Richard Jewell de Clint Eastwood

Hace tiempo que no veía una película de Clint Eastwood más lúcida y sobria como "Richard Jewell", en ella Eastwood mantiene la clásica precisión de su estilo narrativo, con un guión sólido desprovisto de los excesos de otros de sus últimos filmes, aunque a diferencia precisamente de éstos, no tiene problemas en sumergirse con empatía en las personalidades de sus personajes que deambulan como almas perdidas en medio de una sociedad feroz e implacable.

A partir de un hecho real, acontecido en las olimpíadas de Atlanta de 1996 en el que un guardia de seguridad, con un perfil típicamente de hombre blanco conservador, amante de las armas, descubre una bomba en un parque de diversiones en esa ciudad de Georgia, Eastwood aprovecha de describir con una descarnada pluma, aunque con mesura y paciencia, los abusos de los poderes fácticos de Estados Unidos que no escatiman recursos para conseguir sus propósitos y establecer un orden que satisfaga a sus respectivas clientelas.

De alguna manera, pone en cuestión el mito americano y la imagen de un país en forma, cuando en realidad pareciera ser una democracia más cerca de la descomposición que del ejemplo. Desde allí podríamos extrapolar la crisis de la sociedad capitalista liberal, al menos como modelo cultural exportado por Estados Unidos a tantos rincones del planeta.
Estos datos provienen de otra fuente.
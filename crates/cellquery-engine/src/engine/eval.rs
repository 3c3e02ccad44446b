//! Rhai engine creation.
//!
//! Every evaluation gets an engine with the value model registered and the
//! host bridges as its only channel back to host data.

use rhai::Engine;

use super::bridge::HostBridges;

/// Create a Rhai engine with the value model and bridge helpers registered.
pub fn create_engine(bridges: HostBridges) -> Engine {
    let mut engine = Engine::new();
    crate::builtins::register_builtins(&mut engine, bridges);
    engine
}

/// Create an engine for materialized data only.
pub fn create_detached_engine() -> Engine {
    create_engine(HostBridges::detached())
}
//! Evaluation units: an analyzed expression compiled into a callable.

mod emit;
mod naming;

pub use emit::{BODY_FN, EmitOptions, EmittedUnit, arg_name, emit};
pub use naming::{BUILTIN_FUNCTION_NAMES, DIGEST_PREFIX, ReservedNames, digest_name, unit_name};

use cellquery_engine::engine::{
    AST, Dynamic, HostBridges, NormalizedGrid, RawGrid, create_engine, normalize,
};
use rhai::{Engine, Scope};

use crate::analysis::{Analysis, analyze};
use crate::error::{Error, Result};

/// A compiled expression, ready to run against host arguments.
pub struct EvaluationUnit {
    analysis: Analysis,
    emitted: EmittedUnit,
    engine: Engine,
    ast: AST,
}

impl std::fmt::Debug for EvaluationUnit {
    fn fmt(&self, f: &mut std::fmt::Formatter<'_>) -> std::fmt::Result {
        f.debug_struct("EvaluationUnit")
            .field("name", &self.emitted.name)
            .field("parameters", &self.emitted.parameters)
            .finish()
    }
}

impl EvaluationUnit {
    /// Analyze and compile `expression` in one step.
    pub fn compile(
        expression: &str,
        options: &EmitOptions,
        bridges: HostBridges,
    ) -> Result<EvaluationUnit> {
        EvaluationUnit::from_analysis(analyze(expression)?, options, bridges)
    }

    pub fn from_analysis(
        analysis: Analysis,
        options: &EmitOptions,
        bridges: HostBridges,
    ) -> Result<EvaluationUnit> {
        let emitted = emit(&analysis, options);
        let engine = create_engine(bridges);
        let ast = engine
            .compile(&emitted.source)
            .map_err(|e| Error::Compile(e.to_string()))?;
        tracing::debug!(unit = %emitted.name, params = ?emitted.parameters, "compiled unit");
        Ok(EvaluationUnit {
            analysis,
            emitted,
            engine,
            ast,
        })
    }

    pub fn name(&self) -> &str {
        &self.emitted.name
    }

    pub fn source(&self) -> &str {
        &self.emitted.source
    }

    pub fn parameters(&self) -> &[String] {
        &self.emitted.parameters
    }

    pub fn analysis(&self) -> &Analysis {
        &self.analysis
    }

    /// Run with positional arguments, one per parameter.
    pub fn invoke(&self, args: Vec<Dynamic>) -> Result<RawGrid> {
        let expected = self.emitted.parameters.len();
        if args.len() != expected {
            return Err(Error::Arity {
                expected,
                found: args.len(),
            });
        }

        let mut scope = Scope::new();
        for (i, arg) in args.into_iter().enumerate() {
            scope.push_dynamic(arg_name(i), arg);
        }

        tracing::debug!(unit = %self.emitted.name, args = expected, "invoking unit");
        let result = self
            .engine
            .eval_ast_with_scope::<Dynamic>(&mut scope, &self.ast)?;
        if result.is::<NormalizedGrid>() {
            return Ok(result.cast::<NormalizedGrid>().0);
        }
        Ok(normalize(result)?)
    }

    /// Run with arguments looked up by parameter name.
    pub fn invoke_with<F>(&self, lookup: F) -> Result<RawGrid>
    where
        F: Fn(&str) -> Option<Dynamic>,
    {
        let args = self
            .emitted
            .parameters
            .iter()
            .map(|name| lookup(name).ok_or_else(|| Error::MissingArgument(name.clone())))
            .collect::<Result<Vec<_>>>()?;
        self.invoke(args)
    }
}
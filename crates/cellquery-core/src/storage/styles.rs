//! Per-cell formatting loaded from a TOML file.
//!
//! ```toml
//! [[cells]]
//! sheet = "people"
//! address = "B2"
//! bold = true
//! color = 255
//! formula = "=20+10"
//! ```

use std::path::Path;

use serde::Deserialize;

use crate::config::read_limited;
use crate::error::{Error, Result};

const MAX_STYLES_FILE_BYTES: u64 = 1_048_576; // 1 MiB

#[derive(Debug, Default, Deserialize)]
#[serde(default)]
pub struct StylesFile {
    pub cells: Vec<CellStyle>,
}

/// One `[[cells]]` entry. Unset fields leave the cell's current format alone.
#[derive(Clone, Debug, Default, PartialEq, Deserialize)]
#[serde(default)]
pub struct CellStyle {
    pub sheet: String,
    pub address: String,
    pub formula: Option<String>,
    pub number_format: Option<String>,
    pub bold: Option<bool>,
    pub italic: Option<bool>,
    pub font: Option<String>,
    pub font_size: Option<f64>,
    pub font_color: Option<i64>,
    pub color: Option<i64>,
    pub color_index: Option<i64>,
    pub pattern: Option<i64>,
}

pub fn parse_styles(content: &str) -> Result<StylesFile> {
    toml::from_str(content).map_err(|e| Error::Parse {
        line: e.span().map(|s| line_of(content, s.start)).unwrap_or(0),
        message: e.message().to_string(),
    })
}

pub fn load_styles(path: &Path) -> Result<StylesFile> {
    let content = read_limited(path, MAX_STYLES_FILE_BYTES)?;
    let styles = parse_styles(&content)?;
    tracing::debug!(path = %path.display(), entries = styles.cells.len(), "loaded styles");
    Ok(styles)
}

fn line_of(content: &str, offset: usize) -> usize {
    content[..offset.min(content.len())].matches('\n').count() + 1
}
//! Read-only per-cell metadata returned by cell escalation.

use super::value::CellValue;

/// Fill settings of a cell.
#[derive(Clone, Debug, Default, PartialEq)]
pub struct Interior {
    pub color_index: i64,
    /// RGB packed as `0xRRGGBB`.
    pub color: i64,
    pub pattern: i64,
}

/// Font settings of a cell.
#[derive(Clone, Debug, PartialEq)]
pub struct Font {
    pub bold: bool,
    pub italic: bool,
    pub size: f64,
    pub name: String,
    pub color: i64,
}

impl Default for Font {
    fn default() -> Self {
        Font {
            bold: false,
            italic: false,
            size: 11.0,
            name: "Calibri".to_string(),
            color: 0,
        }
    }
}

/// Immutable snapshot of one host cell.
///
/// `row`/`col` are 1-based absolute positions; `address` is the host's
/// display form (e.g. `S1!$B$2`).
#[derive(Clone, Debug, Default, PartialEq)]
pub struct CellSnapshot {
    pub value: CellValue,
    pub formula: String,
    pub number_format: String,
    pub address: String,
    pub row: usize,
    pub col: usize,
    pub interior: Interior,
    pub font: Font,
}

impl CellSnapshot {
    pub fn color(&self) -> i64 {
        self.interior.color
    }

    pub fn color_index(&self) -> i64 {
        self.interior.color_index
    }

    pub fn pattern(&self) -> i64 {
        self.interior.pattern
    }

    pub fn bold(&self) -> bool {
        self.font.bold
    }

    pub fn italic(&self) -> bool {
        self.font.italic
    }

    pub fn font_size(&self) -> f64 {
        self.font.size
    }

    pub fn font_name(&self) -> &str {
        &self.font.name
    }

    pub fn font_color(&self) -> i64 {
        self.font.color
    }

    pub fn has_formula(&self) -> bool {
        !self.formula.is_empty()
    }
}
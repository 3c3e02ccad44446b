//! Value model and query engine API.
//!
//! - [`CellValue`], [`RawGrid`] - raw host values and the grid shape
//! - [`ScalarValue`], [`GridValue`], [`TableValue`], [`Range`] - wrapped ranges
//! - [`RowView`], [`ColumnValue`] - row and column accessors
//! - [`CellSnapshot`], [`CellLocator`] - lazy cell escalation
//! - [`HostBridges`] - the host capability set
//! - [`wrap_argument`], [`normalize`] - the evaluation boundary
//! - [`create_engine`] - a Rhai engine with all of the above registered

pub mod bridge;
mod cell_ref;
mod columns;
mod escalation;
mod eval;
mod format;
mod normalize;
pub mod query;
mod range;
mod row;
mod snapshot;
mod value;
mod wrap;

pub use bridge::HostBridges;
pub use cell_ref::CellRef;
pub use columns::{ColumnMap, wrap_index};
pub use escalation::{CellLocator, CellResolver, Origin, RowLocator, resolve_cell};
pub use eval::{create_detached_engine, create_engine};
pub use format::{format_grid, format_number, format_value};
pub use normalize::{NormalizedGrid, cell_value_of, normalize, row_values_of, sequence_values_of};
pub use range::{GridValue, Range, RangeValue, ScalarValue, TableValue};
pub use row::{ColumnValue, RowView};
pub use snapshot::{CellSnapshot, Font, Interior};
pub use value::{CellValue, RawGrid, arithmetic, compare, compare_strict, sort_order, values_equal};
pub use wrap::wrap_argument;

pub use rhai::{AST, Dynamic};
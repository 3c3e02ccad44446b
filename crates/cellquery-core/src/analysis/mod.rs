//! Static analysis of a user expression.
//!
//! Finds the expression's shape (explicit `|a, b| body` lambda or a bare
//! expression whose input is inferred), its inputs, free variables, body
//! kind and whether it escalates to cell metadata. The body itself is
//! assumed to be valid Rhai; only names and brackets are inspected.

mod lexer;
mod scope;

use thiserror::Error;

pub use lexer::{Token, TokenKind, tokenize};
pub use scope::is_reserved;

use crate::config::DEFAULT_MAX_EXPRESSION_BYTES;
use scope::Scopes;

#[derive(Error, Debug, Clone, PartialEq, Eq)]
pub enum AnalysisError {
    #[error("expression is empty")]
    Empty,

    #[error("expression is too large ({len} bytes, max {max})")]
    TooLarge { len: usize, max: usize },

    #[error("unterminated {what} starting at offset {offset}")]
    Unterminated { what: &'static str, offset: usize },

    #[error("unbalanced '{found}' at offset {offset}")]
    Unbalanced { found: String, offset: usize },

    #[error("unclosed '{open}' opened at offset {offset}")]
    Unclosed { open: String, offset: usize },

    #[error("malformed parameter list at offset {offset}: {message}")]
    MalformedParameters { offset: usize, message: String },

    #[error("duplicate parameter '{0}'")]
    DuplicateParameter(String),

    #[error("lambda has no body")]
    EmptyBody,

    #[error("no input identifier found in expression")]
    NoInput,
}

#[derive(Clone, Copy, Debug, PartialEq, Eq)]
pub enum Shape {
    /// `|a, b| body`
    Lambda,
    /// A bare expression; the input is its leftmost variable.
    Sugar,
}

#[derive(Clone, Copy, Debug, PartialEq, Eq)]
pub enum BodyKind {
    Expression,
    /// A `{ ... }` block; `body` holds the text between the braces.
    Statement,
}

#[derive(Clone, Debug, PartialEq, Eq)]
pub struct Analysis {
    /// The expression exactly as supplied.
    pub source: String,
    pub shape: Shape,
    pub inputs: Vec<String>,
    pub free_variables: Vec<String>,
    pub needs_escalation: bool,
    pub body_kind: BodyKind,
    /// Text to splice into the unit.
    pub body: String,
}

impl Analysis {
    /// Inputs followed by free variables, in binding order.
    pub fn parameters(&self) -> Vec<String> {
        self.inputs
            .iter()
            .chain(self.free_variables.iter())
            .cloned()
            .collect()
    }
}

#[derive(Clone, Debug)]
pub struct Analyzer {
    max_bytes: usize,
}

impl Default for Analyzer {
    fn default() -> Self {
        Analyzer::new(DEFAULT_MAX_EXPRESSION_BYTES)
    }
}

impl Analyzer {
    pub fn new(max_bytes: usize) -> Analyzer {
        Analyzer { max_bytes }
    }

    pub fn analyze(&self, text: &str) -> Result<Analysis, AnalysisError> {
        let trimmed = text.trim();
        if trimmed.is_empty() {
            return Err(AnalysisError::Empty);
        }
        if trimmed.len() > self.max_bytes {
            return Err(AnalysisError::TooLarge {
                len: trimmed.len(),
                max: self.max_bytes,
            });
        }

        let tokens = tokenize(trimmed)?;
        check_balance(&tokens)?;

        let (shape, params, body_start) = match tokens.first() {
            Some(t) if t.is_punct("|") => {
                let (params, close) = parse_params(&tokens)?;
                (Shape::Lambda, params, close + 1)
            }
            Some(t) if t.is_punct("||") => (Shape::Lambda, Vec::new(), 1),
            _ => (Shape::Sugar, Vec::new(), 0),
        };
        let body_tokens = &tokens[body_start..];
        let Some(first) = body_tokens.first() else {
            return Err(AnalysisError::EmptyBody);
        };

        let (body_kind, body) = match body_tokens.last() {
            Some(last) if first.is_punct("{") && last.is_punct("}") && closes(body_tokens) => (
                BodyKind::Statement,
                trimmed[first.offset + 1..last.offset].trim().to_string(),
            ),
            _ => (BodyKind::Expression, trimmed[first.offset..].trim().to_string()),
        };

        let walk = walk_body(body_tokens, &params);
        let (inputs, free_variables) = match shape {
            Shape::Lambda => (params, walk.references),
            Shape::Sugar => {
                let mut refs = walk.references.into_iter();
                let input = refs.next().ok_or(AnalysisError::NoInput)?;
                (vec![input], refs.collect())
            }
        };

        let analysis = Analysis {
            source: text.to_string(),
            shape,
            inputs,
            free_variables,
            needs_escalation: walk.needs_escalation,
            body_kind,
            body,
        };
        tracing::debug!(
            shape = ?analysis.shape,
            inputs = ?analysis.inputs,
            free = ?analysis.free_variables,
            escalation = analysis.needs_escalation,
            "analyzed expression"
        );
        Ok(analysis)
    }

    /// Like [`Analyzer::analyze`], keeping only free variables the host
    /// reports as bound.
    pub fn analyze_in_scope<F>(&self, text: &str, is_bound: F) -> Result<Analysis, AnalysisError>
    where
        F: Fn(&str) -> bool,
    {
        let mut analysis = self.analyze(text)?;
        analysis.free_variables.retain(|name| is_bound(name));
        Ok(analysis)
    }
}

pub fn analyze(text: &str) -> Result<Analysis, AnalysisError> {
    Analyzer::default().analyze(text)
}

pub fn analyze_in_scope<F>(text: &str, is_bound: F) -> Result<Analysis, AnalysisError>
where
    F: Fn(&str) -> bool,
{
    Analyzer::default().analyze_in_scope(text, is_bound)
}

fn opener_for(close: &str) -> &'static [&'static str] {
    match close {
        ")" => &["("],
        "]" => &["[", "?["],
        "}" => &["{"],
        _ => &[],
    }
}

fn check_balance(tokens: &[Token]) -> Result<(), AnalysisError> {
    let mut stack: Vec<&Token> = Vec::new();
    for token in tokens.iter().filter(|t| t.kind == TokenKind::Punct) {
        match token.text.as_str() {
            "(" | "[" | "?[" | "{" => stack.push(token),
            ")" | "]" | "}" => match stack.pop() {
                Some(open) if opener_for(&token.text).contains(&open.text.as_str()) => {}
                _ => {
                    return Err(AnalysisError::Unbalanced {
                        found: token.text.clone(),
                        offset: token.offset,
                    });
                }
            },
            _ => {}
        }
    }
    match stack.pop() {
        Some(open) => Err(AnalysisError::Unclosed {
            open: open.text.clone(),
            offset: open.offset,
        }),
        None => Ok(()),
    }
}

/// True when the `{` opening `tokens` is closed by its last token.
fn closes(tokens: &[Token]) -> bool {
    let mut depth = 0usize;
    for (i, token) in tokens.iter().enumerate() {
        if token.is_punct("{") {
            depth += 1;
        } else if token.is_punct("}") {
            depth -= 1;
            if depth == 0 {
                return i == tokens.len() - 1;
            }
        }
    }
    false
}

/// Parse `|a, b|` at the start of `tokens`; returns the names and the index
/// of the closing `|`.
fn parse_params(tokens: &[Token]) -> Result<(Vec<String>, usize), AnalysisError> {
    let mut params: Vec<String> = Vec::new();
    let mut i = 1;
    let malformed = |token: Option<&Token>, message: &str| AnalysisError::MalformedParameters {
        offset: token.map(|t| t.offset).unwrap_or(0),
        message: message.to_string(),
    };
    if tokens.get(i).is_some_and(|t| t.is_punct("|")) {
        return Ok((params, i));
    }
    loop {
        match tokens.get(i) {
            Some(t) if t.is_ident() && !scope::is_keyword(&t.text) => {
                if params.contains(&t.text) {
                    return Err(AnalysisError::DuplicateParameter(t.text.clone()));
                }
                params.push(t.text.clone());
            }
            other => return Err(malformed(other, "expected a parameter name")),
        }
        i += 1;
        match tokens.get(i) {
            Some(t) if t.is_punct("|") => return Ok((params, i)),
            Some(t) if t.is_punct(",") => i += 1,
            other => return Err(malformed(other, "expected ',' or '|'")),
        }
    }
}

/// Closure parameter names starting at `start` (just after an opening `|`),
/// with the index of the closing `|`. `None` when this is not a parameter list.
fn closure_params(tokens: &[Token], start: usize) -> Option<(Vec<String>, usize)> {
    let mut names = Vec::new();
    let mut i = start;
    loop {
        let token = tokens.get(i)?;
        if token.is_punct("|") {
            return Some((names, i));
        }
        if token.is_ident() {
            names.push(token.text.clone());
        } else if !token.is_punct(",") {
            return None;
        }
        i += 1;
    }
}

#[derive(Default)]
struct Walk {
    references: Vec<String>,
    needs_escalation: bool,
}

fn walk_body(tokens: &[Token], params: &[String]) -> Walk {
    let mut walk = Walk::default();
    let mut scopes = Scopes::new(params);
    let mut i = 0;

    while i < tokens.len() {
        let token = &tokens[i];
        let prev = i.checked_sub(1).map(|p| &tokens[p]);
        let next = tokens.get(i + 1);
        let after_member = prev.is_some_and(|p| p.is_punct(".") || p.is_punct("?."));
        let in_value_position = !prev.is_some_and(Token::ends_value);

        match token.kind {
            TokenKind::Punct => match token.text.as_str() {
                "{" => scopes.open_brace(),
                "(" | "[" | "?[" => scopes.open_bracket(),
                ")" | "]" | "}" => scopes.close(),
                "," => scopes.separator(),
                ";" => scopes.end_statement(),
                "|" if in_value_position => {
                    if let Some((names, close)) = closure_params(tokens, i + 1) {
                        scopes.open_closure(names);
                        i = close;
                    }
                }
                "||" if in_value_position => scopes.open_closure(Vec::new()),
                _ => {}
            },
            TokenKind::Ident => match token.text.as_str() {
                "let" | "const" => {
                    if let Some(name) = next.filter(|t| t.is_ident()) {
                        scopes.bind_after_statement(&name.text);
                        i += 1;
                    }
                }
                "for" => {
                    let mut j = i + 1;
                    while let Some(t) = tokens.get(j) {
                        if t.is_ident() && t.text == "in" {
                            break;
                        }
                        if t.is_ident() {
                            scopes.bind_pending(&t.text);
                        }
                        j += 1;
                    }
                    i = j - 1;
                }
                "catch" => {
                    if next.is_some_and(|t| t.is_punct("(")) {
                        if let Some(name) = tokens.get(i + 2).filter(|t| t.is_ident()) {
                            scopes.bind_pending(&name.text);
                        }
                        if tokens.get(i + 3).is_some_and(|t| t.is_punct(")")) {
                            i += 3;
                        }
                    }
                }
                "fn" => {
                    let mut j = i + 2;
                    if tokens.get(j).is_some_and(|t| t.is_punct("(")) {
                        j += 1;
                        while let Some(t) = tokens.get(j) {
                            if t.is_punct(")") {
                                break;
                            }
                            if t.is_ident() {
                                scopes.bind_pending(&t.text);
                            }
                            j += 1;
                        }
                        i = j;
                    }
                }
                name => {
                    if after_member {
                        if name == "cell" || name == "cells" {
                            walk.needs_escalation = true;
                        }
                    } else if is_variable(prev, next)
                        && !is_reserved(name)
                        && !scopes.is_bound(name)
                        && !walk.references.iter().any(|r| r == name)
                    {
                        walk.references.push(name.to_string());
                    }
                }
            },
            TokenKind::Number | TokenKind::Str => {}
        }
        i += 1;
    }
    walk
}

/// Position test: not a path segment, call target or map key.
fn is_variable(prev: Option<&Token>, next: Option<&Token>) -> bool {
    if prev.is_some_and(|p| p.is_punct("::")) {
        return false;
    }
    !next.is_some_and(|n| n.is_punct("(") || n.is_punct("::") || n.is_punct(":"))
}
Pocos meses atrás pudimos ver "Mula", su penúltima película, desde la perspectiva de que quizás sería el comienzo de la despedida del casi nonagenario actor y director; en ella Eastwood despliega los recursos que le conocemos para permanecer frío y distante, arrogante y solitario, mostrando un amargo conformismo del american way of life, más bien aprovechándose de el para burlarse del cinismo de la sociedad norteamericana, como el cowboy impasible que tantas veces le tocó interpretar en medio del Lejano Oeste, implacable, justiciero y amoral.

Pero en Richard Jewell - donde esta vez no actúa -, se muestra cercano, compasivo, afectuoso, quizás hasta si su alter ego que es el personaje casi frívolo del abogado que encarna espléndidamente Sam Rockwell, sucumbe ante la bondad e inocencia ultrajada que transmite el protagonista de la película, sentimientos que más bien transforman en resignación la otrora rabia del hombre que comprendía que defender el paradigma americano  significaba ser veterano de Guerra y tener la escarapela de tiras y estrellas colgada en la puerta de su casa.

De entre sus películas “estadounidenses” desde Los Puentes de Madison, no había visto dirigir a Clint Eastwood tan desprovisto de su traje de vaquero, y lo que es más, distante de ese patriotismo mesiánico que caracteriza a buena parte del clásico cine de Hollywood.

Gran película. Recomendable para quienes disfrutan del cine clásico casi sin fisuras.